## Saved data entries
※
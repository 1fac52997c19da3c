// engine.rs — The content policy chokepoint.
//
// Two phases, applied in order, either failing short-circuits:
//
//   Phase A — textual forbidden patterns (hard blocks, plan-unwaivable)
//   Phase B — structural analysis on a parsed syntax tree (waivable
//             per-plan through ALLOW entries)
//
// Given the same content and the same allowances, the violation set is
// deterministic and order-stable: violations are sorted (line, code).

use glob::Pattern;

use crate::allowance::AllowanceSet;
use crate::language::Language;
use crate::structural;
use crate::textual;
use crate::violation::{sort_violations, Violation};

/// Default test-directory patterns, used when the repository config does
/// not declare its own.
const DEFAULT_TEST_DIR_PATTERNS: &[&str] = &[
    "tests/**",
    "test/**",
    "**/tests/**",
    "**/test/**",
    "**/*_test.*",
    "**/*.test.*",
    "**/test_*.py",
];

/// The content policy engine. One instance per gateway; stateless between
/// checks apart from the configured test-directory patterns.
#[derive(Debug, Clone)]
pub struct ContentPolicy {
    test_dirs: Vec<Pattern>,
}

impl ContentPolicy {
    /// Engine with the default test-directory patterns.
    pub fn new() -> Self {
        Self::with_test_dirs(
            &DEFAULT_TEST_DIR_PATTERNS
                .iter()
                .map(|s| s.to_string())
                .collect::<Vec<_>>(),
        )
    }

    /// Engine with repository-declared test-directory patterns.
    /// Invalid patterns are dropped (fail-closed: fewer exemptions).
    pub fn with_test_dirs(patterns: &[String]) -> Self {
        let test_dirs = patterns
            .iter()
            .filter_map(|p| Pattern::new(p).ok())
            .collect();
        Self { test_dirs }
    }

    /// Is this workspace-relative path inside a declared test directory?
    pub fn is_test_path(&self, path: &str) -> bool {
        self.test_dirs.iter().any(|p| p.matches(path))
    }

    /// Check materialized content destined for `path`.
    ///
    /// Returns the full ordered violation list on rejection. Allowances
    /// apply to structural findings only.
    pub fn check(
        &self,
        path: &str,
        content: &str,
        allowances: &AllowanceSet,
    ) -> Result<(), Vec<Violation>> {
        let language = Language::from_path(path);
        let is_test_path = self.is_test_path(path);

        // Phase A — hard blocks. Allowances are deliberately not consulted.
        let mut textual_violations = textual::scan(content, language, is_test_path);
        if !textual_violations.is_empty() {
            sort_violations(&mut textual_violations);
            tracing::debug!(
                path,
                count = textual_violations.len(),
                "content rejected by textual policy"
            );
            return Err(textual_violations);
        }

        // Phase B — structural, minus whatever the plan waives.
        let mut structural_violations: Vec<Violation> = structural::analyze(language, content)
            .into_iter()
            .filter(|violation| !allowances.waives(path, violation))
            .collect();
        if !structural_violations.is_empty() {
            sort_violations(&mut structural_violations);
            tracing::debug!(
                path,
                count = structural_violations.len(),
                "content rejected by structural policy"
            );
            return Err(structural_violations);
        }

        Ok(())
    }
}

impl Default for ContentPolicy {
    fn default() -> Self {
        Self::new()
    }
}
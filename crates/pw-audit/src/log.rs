// log.rs — Append-only JSONL audit log.
//
// One JSON object per line. Each record carries a monotone `seq` and links
// to its predecessor through `prev_hash`, so inserting, deleting, or
// editing any line is detectable by walking the chain.
//
// The writer state lives behind a Mutex: even if the request loop is ever
// parallelized, appends stay serialized and the seq/chain invariants hold.
// Readers open their own handle and stream lines, tolerating growth.

use std::fs::{File, OpenOptions};
use std::io::{BufRead, BufReader, BufWriter, Write};
use std::path::{Path, PathBuf};
use std::sync::Mutex;

use chrono::Utc;
use serde::{Deserialize, Serialize};

use crate::error::AuditError;
use crate::record::{AuditEvent, AuditRecord, GENESIS_HASH};

/// Which chain invariant failed during verification.
#[derive(Debug, Clone, Copy, Serialize, Deserialize, PartialEq, Eq)]
pub enum ChainInvariant {
    /// A line was not a parseable audit record.
    RecordParseable,
    /// Sequence numbers must start at 1 and increase without gaps.
    SeqMonotone,
    /// Every record's entry hash must recompute and link to its predecessor.
    HashChainIntact,
}

impl ChainInvariant {
    /// Stable machine-readable code.
    pub fn as_str(&self) -> &'static str {
        match self {
            ChainInvariant::RecordParseable => "RECORD_PARSEABLE",
            ChainInvariant::SeqMonotone => "SEQ_MONOTONE",
            ChainInvariant::HashChainIntact => "HASH_CHAIN_INTACT",
        }
    }
}

/// The first chain failure found while walking the log.
#[derive(Debug, Clone, Serialize, Deserialize, PartialEq)]
pub struct ChainFailure {
    pub invariant: ChainInvariant,
    /// Sequence number of the offending record (line number for unparseable lines).
    pub seq: u64,
    pub detail: String,
}

/// Result of a full chain verification.
#[derive(Debug, Clone, Serialize, Deserialize, PartialEq)]
pub struct ChainReport {
    /// Number of records walked before stopping.
    pub entries: u64,
    /// The first failing invariant, or None when the chain verifies.
    pub failure: Option<ChainFailure>,
}

impl ChainReport {
    pub fn ok(&self) -> bool {
        self.failure.is_none()
    }
}

struct WriterState {
    writer: BufWriter<File>,
    next_seq: u64,
    last_hash: String,
}

/// An append-only audit log backed by a JSONL file.
pub struct AuditLog {
    state: Mutex<WriterState>,
    path: PathBuf,
}

impl AuditLog {
    /// Open (or create) an audit log at the given path.
    ///
    /// If the file already exists, the tail is read back to recover the
    /// next sequence number and the last entry hash, so new records chain
    /// correctly across restarts.
    pub fn open(path: impl AsRef<Path>) -> Result<Self, AuditError> {
        let path = path.as_ref().to_path_buf();

        let (next_seq, last_hash) = if path.exists() {
            Self::read_tail(&path)?
        } else {
            (1, GENESIS_HASH.to_string())
        };

        // Append mode — existing data is never overwritten.
        let file = OpenOptions::new()
            .create(true)
            .append(true)
            .open(&path)
            .map_err(|source| AuditError::OpenFailed {
                path: path.clone(),
                source,
            })?;

        Ok(Self {
            state: Mutex::new(WriterState {
                writer: BufWriter::new(file),
                next_seq,
                last_hash,
            }),
            path,
        })
    }

    /// Append an event to the log, completing it into a full record.
    ///
    /// Assigns `seq` and timestamp, hashes the redacted args/result, links
    /// `prev_hash`, computes `entry_hash`, writes exactly one line, and
    /// flushes to durable storage before returning. Appends from multiple
    /// callers are serialized by the internal lock.
    pub fn append(&self, event: AuditEvent) -> Result<AuditRecord, AuditError> {
        let mut state = self.state.lock().expect("audit log lock poisoned");

        let mut record = AuditRecord {
            seq: state.next_seq,
            ts: Utc::now(),
            session_id: event.session_id.clone(),
            role: event.role.clone(),
            workspace_root: event.workspace_root.clone(),
            tool: event.tool.clone(),
            intent: event.intent.clone(),
            plan_hash: event.plan_hash.clone(),
            phase_id: event.phase_id.clone(),
            args_hash: event.args_hash(),
            result_hash: event.result_hash(),
            error_code: event.error_code.clone(),
            invariant_id: event.invariant_id.clone(),
            notes: event.notes.clone(),
            prev_hash: state.last_hash.clone(),
            entry_hash: String::new(),
        };
        record.entry_hash = record.computed_entry_hash();

        let json = serde_json::to_string(&record)?;
        writeln!(state.writer, "{}", json)?;
        state.writer.flush()?;
        // Flush reaches the OS; sync_data reaches the disk.
        state.writer.get_ref().sync_data()?;

        state.next_seq = record.seq + 1;
        state.last_hash = record.entry_hash.clone();

        tracing::debug!(seq = record.seq, tool = %record.tool, "audit record appended");
        Ok(record)
    }

    /// Read all records from a log file, oldest first.
    pub fn read_all(path: impl AsRef<Path>) -> Result<Vec<AuditRecord>, AuditError> {
        let file = File::open(path.as_ref()).map_err(|source| AuditError::OpenFailed {
            path: path.as_ref().to_path_buf(),
            source,
        })?;
        let reader = BufReader::new(file);
        let mut records = Vec::new();

        for line in reader.lines() {
            let line = line?;
            if line.trim().is_empty() {
                continue;
            }
            records.push(serde_json::from_str::<AuditRecord>(&line)?);
        }

        Ok(records)
    }

    /// Read records whose `seq` falls in `[lo, hi]` (inclusive).
    pub fn read_range(
        path: impl AsRef<Path>,
        lo: u64,
        hi: u64,
    ) -> Result<Vec<AuditRecord>, AuditError> {
        Ok(Self::read_all(path)?
            .into_iter()
            .filter(|r| r.seq >= lo && r.seq <= hi)
            .collect())
    }

    /// Walk the whole log, recomputing hashes and continuity.
    ///
    /// Returns a report naming the first failing invariant and the
    /// offending sequence number, or a clean report.
    pub fn verify_chain(path: impl AsRef<Path>) -> Result<ChainReport, AuditError> {
        let file = File::open(path.as_ref()).map_err(|source| AuditError::OpenFailed {
            path: path.as_ref().to_path_buf(),
            source,
        })?;
        let reader = BufReader::new(file);

        let mut entries: u64 = 0;
        let mut expected_seq: u64 = 1;
        let mut prev_hash = GENESIS_HASH.to_string();

        for (line_idx, line) in reader.lines().enumerate() {
            let line = line?;
            if line.trim().is_empty() {
                continue;
            }

            let record: AuditRecord = match serde_json::from_str(&line) {
                Ok(record) => record,
                Err(err) => {
                    return Ok(ChainReport {
                        entries,
                        failure: Some(ChainFailure {
                            invariant: ChainInvariant::RecordParseable,
                            seq: line_idx as u64 + 1,
                            detail: format!("invalid JSON: {}", err),
                        }),
                    });
                }
            };

            if record.seq != expected_seq {
                return Ok(ChainReport {
                    entries,
                    failure: Some(ChainFailure {
                        invariant: ChainInvariant::SeqMonotone,
                        seq: record.seq,
                        detail: format!("expected seq {}, found {}", expected_seq, record.seq),
                    }),
                });
            }

            if !record.entry_hash_valid() {
                return Ok(ChainReport {
                    entries,
                    failure: Some(ChainFailure {
                        invariant: ChainInvariant::HashChainIntact,
                        seq: record.seq,
                        detail: "entry hash does not recompute".to_string(),
                    }),
                });
            }

            if record.prev_hash != prev_hash {
                return Ok(ChainReport {
                    entries,
                    failure: Some(ChainFailure {
                        invariant: ChainInvariant::HashChainIntact,
                        seq: record.seq,
                        detail: format!(
                            "prev_hash {} does not match prior entry hash {}",
                            record.prev_hash, prev_hash
                        ),
                    }),
                });
            }

            prev_hash = record.entry_hash.clone();
            expected_seq += 1;
            entries += 1;
        }

        Ok(ChainReport {
            entries,
            failure: None,
        })
    }

    /// Path of the backing file.
    pub fn path(&self) -> &Path {
        &self.path
    }

    /// Number of records currently in the log.
    pub fn len(&self) -> u64 {
        let state = self.state.lock().expect("audit log lock poisoned");
        state.next_seq - 1
    }

    /// True when the log holds no records yet.
    pub fn is_empty(&self) -> bool {
        self.len() == 0
    }

    /// Recover `(next_seq, last_entry_hash)` from an existing log file.
    fn read_tail(path: &Path) -> Result<(u64, String), AuditError> {
        let file = File::open(path).map_err(|source| AuditError::OpenFailed {
            path: path.to_path_buf(),
            source,
        })?;
        let reader = BufReader::new(file);
        let mut last: Option<AuditRecord> = None;

        for line in reader.lines() {
            let line = line?;
            if line.trim().is_empty() {
                continue;
            }
            last = Some(serde_json::from_str(&line)?);
        }

        Ok(match last {
            Some(record) => (record.seq + 1, record.entry_hash),
            None => (1, GENESIS_HASH.to_string()),
        })
    }
}
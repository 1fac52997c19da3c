// integrity.rs — Workspace integrity verification.
//
// Read-only walk of the audit log, in the fixed order: workspace root
// valid, audit file exists, every line parses, sequences are monotone and
// gap-free, every entry hash recomputes and links. The report names the
// first failing invariant and the offending sequence number.

use std::path::Path;

use serde::{Deserialize, Serialize};

use pw_audit::{AuditLog, ChainInvariant};

use crate::error::ReplayError;

/// Name of the audit log file at the workspace root.
pub const AUDIT_LOG_FILE: &str = "audit-log.jsonl";

/// The outcome of an integrity pass.
#[derive(Debug, Clone, Serialize, Deserialize, PartialEq)]
pub struct IntegrityReport {
    pub pass: bool,
    /// Stable invariant code of the first failure, if any.
    #[serde(default, skip_serializing_if = "Option::is_none")]
    pub first_failing_invariant: Option<String>,
    /// Sequence (or line) number of the offending record.
    #[serde(default, skip_serializing_if = "Option::is_none")]
    pub offending_seq: Option<u64>,
    /// Records verified before stopping.
    pub entries: u64,
    #[serde(default, skip_serializing_if = "Option::is_none")]
    pub detail: Option<String>,
}

impl IntegrityReport {
    fn pass(entries: u64) -> Self {
        Self {
            pass: true,
            first_failing_invariant: None,
            offending_seq: None,
            entries,
            detail: None,
        }
    }

    fn fail(invariant: &str, seq: Option<u64>, entries: u64, detail: impl Into<String>) -> Self {
        Self {
            pass: false,
            first_failing_invariant: Some(invariant.to_string()),
            offending_seq: seq,
            entries,
            detail: Some(detail.into()),
        }
    }
}

/// Verify a workspace's audit integrity. Never mutates anything.
pub fn verify_workspace_integrity(workspace_root: &Path) -> Result<IntegrityReport, ReplayError> {
    if !workspace_root.is_dir() {
        return Ok(IntegrityReport::fail(
            "WORKSPACE_ROOT_VALID",
            None,
            0,
            format!("{} is not a directory", workspace_root.display()),
        ));
    }

    let log_path = workspace_root.join(AUDIT_LOG_FILE);
    if !log_path.exists() {
        return Ok(IntegrityReport::fail(
            "AUDIT_LOG_EXISTS",
            None,
            0,
            format!("no audit log at {}", log_path.display()),
        ));
    }

    let report = AuditLog::verify_chain(&log_path)?;
    Ok(match report.failure {
        None => IntegrityReport::pass(report.entries),
        Some(failure) => {
            let invariant = match failure.invariant {
                ChainInvariant::RecordParseable => "RECORD_PARSEABLE",
                ChainInvariant::SeqMonotone => "SEQ_MONOTONE",
                ChainInvariant::HashChainIntact => "HASH_CHAIN_INTACT",
            };
            IntegrityReport::fail(invariant, Some(failure.seq), report.entries, failure.detail)
        }
    })
}
// buffer.rs — In-memory buffer for pre-session audit events.
//
// Tool calls can arrive before `begin_session` locks a workspace (the
// initialization call itself, early rejections). Those events are retained
// here in arrival order, keyed by the workspace root the caller named. On
// successful initialization the buffer for that root is flushed into the
// persisted log; on failed initialization it is discarded.

use std::collections::HashMap;

use crate::error::AuditError;
use crate::log::AuditLog;
use crate::record::AuditEvent;

/// Arrival-ordered event buffer keyed by workspace root.
#[derive(Debug, Default)]
pub struct PreSessionBuffer {
    events: HashMap<String, Vec<AuditEvent>>,
}

impl PreSessionBuffer {
    pub fn new() -> Self {
        Self::default()
    }

    /// Buffer an event for the given workspace root.
    pub fn push(&mut self, workspace_root: impl Into<String>, event: AuditEvent) {
        self.events.entry(workspace_root.into()).or_default().push(event);
    }

    /// Number of buffered events for a root.
    pub fn len(&self, workspace_root: &str) -> usize {
        self.events.get(workspace_root).map_or(0, Vec::len)
    }

    /// True when nothing is buffered for the root.
    pub fn is_empty(&self, workspace_root: &str) -> bool {
        self.len(workspace_root) == 0
    }

    /// Flush buffered events for a root into the log, preserving order.
    ///
    /// Consumes the buffer for that root. The first append failure aborts
    /// the flush — the remaining events stay dropped with the error, since
    /// a half-initialized session cannot continue anyway.
    pub fn flush_into(
        &mut self,
        workspace_root: &str,
        log: &AuditLog,
    ) -> Result<usize, AuditError> {
        let events = self.events.remove(workspace_root).unwrap_or_default();
        let count = events.len();
        for event in events {
            log.append(event)?;
        }
        tracing::debug!(workspace_root, count, "pre-session buffer flushed");
        Ok(count)
    }

    /// Discard buffered events for a root (failed initialization).
    pub fn discard(&mut self, workspace_root: &str) -> usize {
        self.events.remove(workspace_root).map_or(0, |v| v.len())
    }
}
※
## TRY IT
Give back the entries above exactly as they are, from their first line through the line that contains "repository config does", both included, with nothing else.

## OUTPUT BELOW
repository 1fac52997c19da3c
// engine.rs — The content policy chokepoint.
//
// Two phases, applied in order, either failing short-circuits:
//
//   Phase A — textual forbidden patterns (hard blocks, plan-unwaivable)
//   Phase B — structural analysis on a parsed syntax tree (waivable
//             per-plan through ALLOW entries)
//
// Given the same content and the same allowances, the violation set is
// deterministic and order-stable: violations are sorted (line, code).

use glob::Pattern;

use crate::allowance::AllowanceSet;
use crate::language::Language;
use crate::structural;
use crate::textual;
use crate::violation::{sort_violations, Violation};

/// Default test-directory patterns, used when the repository config does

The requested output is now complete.